Over a thousand residents of a much older state-sponsored “nomad camp”, Tor de Cenci, were recently moved en masse to a remote location with no access to public transport, 20 kilometres outside of Rome. Tor de Cenci camp was created in the early 2000s, in an already marginal location at the edge of Rome, with one side facing the city and the other the fields. But even that apparently wasn’t segregated and excluded enough. In the last municipal election, Sveva Belviso, now Deputy Mayor of Rome, campaigned on the promise of closing Tor de Cenci altogether and driving its residents out.

The new location is in the middle of nowhere, with no public transport, just cars whizzing around on a highway. “This is really the end of the line,” laments Mr. F., a middle-aged Romani father of five who arrived in Italy during the Bosnian war, almost two decades ago. He is visibly depressed: “Why did I deserve to end up like this? I have tried so hard to succeed here. I have a job in Rome. Now I have to commute by car – and return to this horrible place which is driving me crazy. Why should we be sentenced to live in caravans or containers just because they call us nomads?”

Unlike the Irish Travellers or the French Gens du voyage, Bosnian Roma have been sedentary for generations. “We have never been nomads. Here they make us into nomads, by pushing us from one forced eviction to another,” complains Mr. M., an elderly Roma who used to live in a village near Sarajevo.

With a mix of pride and melancholia, Mr. M. shows photos of the house he left behind, in a village now part of the Serbian-controlled region of Bosnia and Herzegovina (Republika Srpska). “But I cannot go back there. All my relatives were killed in the ethnic cleansing. There are no Roma living there any more, only Serbs. Moreover, I am a Muslim. What should I do? Go back there and ask to get my house back? How long do you think my children and grandchildren would survive there?”

Theoretically, things in Italy should now be better than before. Italy’s highest administrative court, the Council of State, has abolished the “state of emergency” used by five provinces under the previous Government to justify security measures against the Roma. The technocratic Government of Prime Minister Monti appointed Andrea Riccardi, the founder of the Sant’Egidio Community, as Minister for Integration, entrusting him also with the policy on Roma.

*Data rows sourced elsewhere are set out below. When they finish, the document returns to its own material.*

//! Newtype IDs for type-safe entity references.
//!
//! Use the `define_id!` macro to create type-safe ID wrappers that prevent
//! accidentally mixing IDs from different entity types.

/// Macro to define a type-safe ID wrapper.
///
/// Creates a newtype wrapper around `i64` with:
/// - `Serialize`/`Deserialize` with `#[serde(transparent)]`
/// - `Debug`, `Clone`, `Copy`, `PartialEq`, `Eq`, `Hash`
/// - Conversion methods: `new()`, `as_i64()`
/// - `From<i64>` and `Into<i64>` implementations
/// - `sqlx` `Type`, `Encode`, and `Decode` implementations (with `sqlite` feature)
///
/// # Example
///
/// ```rust
/// # use reign_core::define_id;
/// define_id!(CustomerId);
///
/// let customer_id = CustomerId::new(1);
/// assert_eq!(customer_id.as_i64(), 1);
/// ```
#[macro_export]
macro_rules! define_id {
    ($name:ident) => {
        #[derive(
            Debug,
            Clone,
            Copy,
            PartialEq,
            Eq,
            Hash,
            PartialOrd,
            Ord,
            ::serde::Serialize,
            ::serde::Deserialize
        )]
        #[serde(transparent)]
        pub struct $name(i64);

        impl $name {
            /// Create a new ID from an i64 value.
            #[must_use]
            pub const fn new(id: i64) -> Self {
                Self(id)
            }

            /// Get the underlying i64 value.
            #[must_use]
            pub const fn as_i64(&self) -> i64 {
                self.0
            }
        }

        impl ::core::fmt::Display for $name {
            fn fmt(&self, f: &mut ::core::fmt::Formatter<'_>) -> ::core::fmt::Result {
                write!(f, "{}", self.0)
            }
        }

        impl From<i64> for $name {
            fn from(id: i64) -> Self {
                Self(id)
            }
        }

        impl From<$name> for i64 {
            fn from(id: $name) -> Self {
                id.0
            }
        }

        #[cfg(feature = "sqlite")]
        impl ::sqlx::Type<::sqlx::Sqlite> for $name {
            fn type_info() -> ::sqlx::sqlite::SqliteTypeInfo {
                <i64 as ::sqlx::Type<::sqlx::Sqlite>>::type_info()
            }

            fn compatible(ty: &::sqlx::sqlite::SqliteTypeInfo) -> bool {
                <i64 as ::sqlx::Type<::sqlx::Sqlite>>::compatible(ty)
            }
        }

        #[cfg(feature = "sqlite")]
        impl<'r> ::sqlx::Decode<'r, ::sqlx::Sqlite> for $name {
            fn decode(
                value: ::sqlx::sqlite::SqliteValueRef<'r>,
            ) -> ::core::result::Result<Self, ::sqlx::error::BoxDynError> {
                let id = <i64 as ::sqlx::Decode<::sqlx::Sqlite>>::decode(value)?;
                Ok(Self(id))
            }
        }

        #[cfg(feature = "sqlite")]
        impl<'q> ::sqlx::Encode<'q, ::sqlx::Sqlite> for $name {
            fn encode_by_ref(
                &self,
                buf: &mut ::std::vec::Vec<::sqlx::sqlite::SqliteArgumentValue<'q>>,
            ) -> ::std::result::Result<::sqlx::encode::IsNull, ::sqlx::error::BoxDynError> {
                <i64 as ::sqlx::Encode<'q, ::sqlx::Sqlite>>::encode_by_ref(&self.0, buf)
            }
        }
    };
}

// Define standard entity IDs
define_id!(ProductId);
define_id!(OrderId);

#[cfg(test)]
#[allow(clippy::unwrap_used)]
mod tests {
    use super::*;

    #[test]
    fn test_ids_are_distinct_types() {
        let product_id = ProductId::new(7);
        let order_id = OrderId::new(7);
        assert_eq!(product_id.as_i64(), order_id.as_i64());
        // `product_id == order_id` would not compile.
    }

    #[test]
    fn test_display() {
        assert_eq!(OrderId::new(42).to_string(), "42");
    }

    #[test]
    fn test_serde_transparent() {
        let id = ProductId::new(3);
        let json = serde_json::to_string(&id).unwrap();
        assert_eq!(json, "3");
        let back: ProductId = serde_json::from_str(&json).unwrap();
        assert_eq!(back, id);
    }

    #[test]
    fn test_from_i64() {
        let id: ProductId = 9_i64.into();
        assert_eq!(i64::from(id), 9);
    }
}
//! Product catalog repository.
//!
//! The catalog is an external collaborator from the cart/order core's point
//! of view: the core only ever reads it. The write methods here exist for
//! seeding (`reign-cli seed`) and tests.

use std::collections::HashMap;

use chrono::{DateTime, Utc};
use sqlx::SqlitePool;

use reign_core::{Money, ProductId};

use super::RepositoryError;
use crate::models::Product;

/// Raw catalog row before monetary parsing.
#[derive(sqlx::FromRow)]
struct ProductRow {
    id: i64,
    name: String,
    price: String,
    image: String,
    description: Option<String>,
    created_at: DateTime<Utc>,
}

impl ProductRow {
    fn into_product(self) -> Result<Product, RepositoryError> {
        let price: Money = self.price.parse().map_err(|e| {
            RepositoryError::DataCorruption(format!("invalid price in database: {e}"))
        })?;
        Ok(Product {
            id: ProductId::new(self.id),
            name: self.name,
            price,
            image: self.image,
            description: self.description,
            created_at: self.created_at,
        })
    }
}

/// Repository for catalog reads (and seed-time writes).
pub struct ProductRepository<'a> {
    pool: &'a SqlitePool,
}

impl<'a> ProductRepository<'a> {
    /// Create a new product repository.
    #[must_use]
    pub const fn new(pool: &'a SqlitePool) -> Self {
        Self { pool }
    }

    /// Get a product by id. `None` if it no longer exists.
    ///
    /// # Errors
    ///
    /// Returns `RepositoryError::Database` if the query fails, or
    /// `RepositoryError::DataCorruption` if the stored price is invalid.
    pub async fn get(&self, id: ProductId) -> Result<Option<Product>, RepositoryError> {
        let row = sqlx::query_as::<_, ProductRow>(
            "SELECT id, name, price, image, description, created_at
             FROM product WHERE id = ?1",
        )
        .bind(id)
        .fetch_optional(self.pool)
        .await?;

        row.map(ProductRow::into_product).transpose()
    }

    /// Fetch several products at once, keyed by id. Ids that no longer
    /// resolve are simply absent from the map.
    ///
    /// # Errors
    ///
    /// Returns `RepositoryError::Database` if the query fails, or
    /// `RepositoryError::DataCorruption` if a stored price is invalid.
    pub async fn get_many(
        &self,
        ids: &[ProductId],
    ) -> Result<HashMap<ProductId, Product>, RepositoryError> {
        if ids.is_empty() {
            return Ok(HashMap::new());
        }

        let mut builder = sqlx::QueryBuilder::<sqlx::Sqlite>::new(
            "SELECT id, name, price, image, description, created_at
             FROM product WHERE id IN (",
        );
        let mut separated = builder.separated(", ");
        for id in ids {
            separated.push_bind(*id);
        }
        separated.push_unseparated(")");

        let rows: Vec<ProductRow> = builder.build_query_as().fetch_all(self.pool).await?;

        rows.into_iter()
            .map(|row| row.into_product().map(|p| (p.id, p)))
            .collect()
    }

    /// Insert a catalog row, returning it with its assigned id.
    ///
    /// # Errors
    ///
    /// Returns `RepositoryError::Database` if the insert fails.
    pub async fn insert(
        &self,
        name: &str,
        price: Money,
        image: &str,
        description: Option<&str>,
    ) -> Result<Product, RepositoryError> {
        let created_at = Utc::now();
        let row = sqlx::query_as::<_, ProductRow>(
            "INSERT INTO product (name, price, image, description, created_at)
             VALUES (?1, ?2, ?3, ?4, ?5)
             RETURNING id, name, price, image, description, created_at",
        )
        .bind(name)
        .bind(price.amount().to_string())
        .bind(image)
        .bind(description)
        .bind(created_at)
        .fetch_one(self.pool)
        .await?;

        row.into_product()
    }

    /// Update a product's current price. Existing orders are unaffected by
    /// design; they carry their own frozen copy.
    ///
    /// # Errors
    ///
    /// Returns `RepositoryError::NotFound` if the product doesn't exist.
    pub async fn set_price(&self, id: ProductId, price: Money) -> Result<(), RepositoryError> {
        let result = sqlx::query("UPDATE product SET price = ?2 WHERE id = ?1")
            .bind(id)
            .bind(price.amount().to_string())
            .execute(self.pool)
            .await?;

        if result.rows_affected() == 0 {
            return Err(RepositoryError::NotFound);
        }
        Ok(())
    }

    /// Delete a product from the catalog.
    ///
    /// Carts referencing it keep their rows; those rows simply stop showing
    /// up in hydrated cart views.
    ///
    /// # Errors
    ///
    /// Returns `RepositoryError::Database` if the delete fails.
    pub async fn delete(&self, id: ProductId) -> Result<bool, RepositoryError> {
        let result = sqlx::query("DELETE FROM product WHERE id = ?1")
            .bind(id)
            .execute(self.pool)
            .await?;
        Ok(result.rows_affected() > 0)
    }
}

#[cfg(test)]
#[allow(clippy::unwrap_used)]
mod tests {
    use super::*;
    use crate::db::test_support::memory_pool;

    #[tokio::test]
    async fn test_insert_and_get() {
        let pool = memory_pool().await;
        let repo = ProductRepository::new(&pool);

        let product = repo
            .insert("Amber candle", "35".parse().unwrap(), "/uploads/a.webp", None)
            .await
            .unwrap();

        let fetched = repo.get(product.id).await.unwrap().unwrap();
        assert_eq!(fetched, product);
        assert_eq!(fetched.price, "35".parse().unwrap());
    }

    #[tokio::test]
    async fn test_get_missing_is_none() {
        let pool = memory_pool().await;
        let repo = ProductRepository::new(&pool);
        assert!(repo.get(ProductId::new(999)).await.unwrap().is_none());
    }

    #[tokio::test]
    async fn test_get_many_skips_missing() {
        let pool = memory_pool().await;
        let repo = ProductRepository::new(&pool);

        let a = repo
            .insert("Amber candle", "35".parse().unwrap(), "/uploads/a.webp", None)
            .await
            .unwrap();
        let b = repo
            .insert("Oud candle", "50".parse().unwrap(), "/uploads/o.webp", None)
            .await
            .unwrap();

        let found = repo
            .get_many(&[a.id, b.id, ProductId::new(999)])
            .await
            .unwrap();
        assert_eq!(found.len(), 2);
        assert_eq!(found[&a.id].name, "Amber candle");
        assert!(!found.contains_key(&ProductId::new(999)));

        assert!(repo.get_many(&[]).await.unwrap().is_empty());
    }

    #[tokio::test]
    async fn test_set_price() {
        let pool = memory_pool().await;
        let repo = ProductRepository::new(&pool);

        let product = repo
            .insert("Oud candle", "50".parse().unwrap(), "/uploads/o.webp", None)
            .await
            .unwrap();
        repo.set_price(product.id, "55".parse().unwrap())
            .await
            .unwrap();

        let fetched = repo.get(product.id).await.unwrap().unwrap();
        assert_eq!(fetched.price, "55".parse().unwrap());

        assert!(matches!(
            repo.set_price(ProductId::new(999), "1".parse().unwrap()).await,
            Err(RepositoryError::NotFound)
        ));
    }

    #[tokio::test]
    async fn test_delete() {
        let pool = memory_pool().await;
        let repo = ProductRepository::new(&pool);

        let product = repo
            .insert("Seasonal", "20".parse().unwrap(), "/uploads/s.webp", None)
            .await
            .unwrap();
        assert!(repo.delete(product.id).await.unwrap());
        assert!(!repo.delete(product.id).await.unwrap());
        assert!(repo.get(product.id).await.unwrap().is_none());
    }
}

In 2012, Minister Riccardi presented an inclusive National Integration Strategy for the Roma to the European Commission, which represents a complete change from the policies practiced until now. But the national Government has little means to change the action of local authorities.

“The result is a growing gap between the declared national policy and the situation on the ground where the politics of deliberate exclusion continue unabated,” says OHCHR Regional Representative for Europe, Jan Jařab, who has made repeated visits to the camps around Rome.

In a questionnaire which celebrates the closure of Tor de Cenci as a “joint victory of the people”, Deputy Mayor Belviso asked voters what they would like to replace the camp with. Two of the options were a garbage dump and a circuit for go-kart racing.

“What ‘noble’ reasons they destroy human lives for!” says Father Paolo indignantly. “For the moment, crude populism keeps winning.”

He acknowledges, however, that there are many people committed to Roma rights in Italy, from lawyers who successfully challenged the “state of emergency” to civil society activists, and from Minister Riccardi to Sant’Egidio volunteers. He concludes: “I hope that sooner rather than later, authorities at all levels will understand that they should implement the new national strategy for the inclusion of Roma: a strategy that overcomes the ghettoes and the idea of a constant emergency. It is the only possible way to bring huge benefits both to them and to the local population.”